El millón devino casi en el Ser de Parménides y fue tomando sus
atributos: indivisibilidad absoluta y una existencia tal que o existía como un
todo o no existía en absoluto. Yo era consciente que algún día tendría que
hacer uso de él y recordaba casi con miedo como en aquel viejo cuento, un tanto
retorcido todo hay que decirlo que me contaba mi madre, en el que un niño acababa quemando su osito
de madera más querido porque en una época de escasez y ante la enfermedad de su
madre, no tenía más remedio que usarlo como leña. Yo cruzaba los dedos para
nunca llegara esa necesidad y no tuviera que tocar mi millón.

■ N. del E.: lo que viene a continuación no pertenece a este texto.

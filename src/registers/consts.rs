// ARMv7-A register numbering as it appears in the RTL dumps.
//
// r0-r3 are caller-saved (also the argument registers), r4-r10 are
// callee-saved and form the rest of the allocation pool. The dump refers
// to the frame pointer by the virtual arg-pointer number 104 and to the
// condition-code register by 100; neither participates in allocation.

pub const CALLER_SAVE_REGISTER_NUMS: [u32; 4] = [0, 1, 2, 3];
pub const CALLEE_SAVE_REGISTER_NUMS: [u32; 7] = [4, 5, 6, 7, 8, 9, 10];

/// Number of allocatable real registers, and therefore of colors.
pub const NUM_REAL_REGISTERS: usize =
  CALLER_SAVE_REGISTER_NUMS.len() + CALLEE_SAVE_REGISTER_NUMS.len();

pub const ARG_POINTER: u32 = 104;
pub const CONDITION_CODES: u32 = 100;

/// Bytes per spill slot.
pub const INT_SIZE: u32 = 4;

pub const LR: &str = "lr";
pub const PC: &str = "pc";
pub const FP: &str = "fp";
pub const SP: &str = "sp";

Por nada del
mundo quería que saliera de mi casa y, es más, el no llevarlo al banco se había
convertido en un acto de rebeldía que me rejuvenecía. Mi mujer me decía que encasa
no ganaba nada, que estaba perdiendo intereses, pero el entregarlo en el banco
me parecía, a lo último, un acto de traición. Tampoco tengo tiempo de ir al
banco con este horario criminal que nos han puesto en le trabajo y que me
impide poder tener alguna hora por la mañana para hacer gestiones bancarias.
Sí, soy perfectamente consciente de que teniéndolo en casa estoy perdiendo
dinero, pero los intereses que me podría dar el banco son una miseria; desde
luego, mucho menos que lo que iba a sacar el banco negociando con mi millón.
Así que una vez más me sentía poderoso frente a los que me controlaban y cada
vez era más reacio a dárselo a ninguno de esos bancos que parecían buitres
ansiosos de llevarse el millón rotundo y perfecto que conservaba en la vieja
mesilla de madera barnizada. Quizás algún día me apiadara del banco y del
dinero que estaban perdiendo por culpa de mi negativa a ingresar el dinero e
ingresara el dinero, pero, como con los bancos no había que tener misericordia
pues ellos no la tenían con nosotros, tampoco la verdad era algo que me
corriera prisa. Quizás cuando mejorara el tiempo y dejara de llover, cuando las
mañanas fueran más claras y las tardes más largas o cuando ya apuntaran las
primeras flores en los almendros, pero ahora, por el momento, con el tiempo
frío y húmedo del invierno no apetecía mucho salir de casa.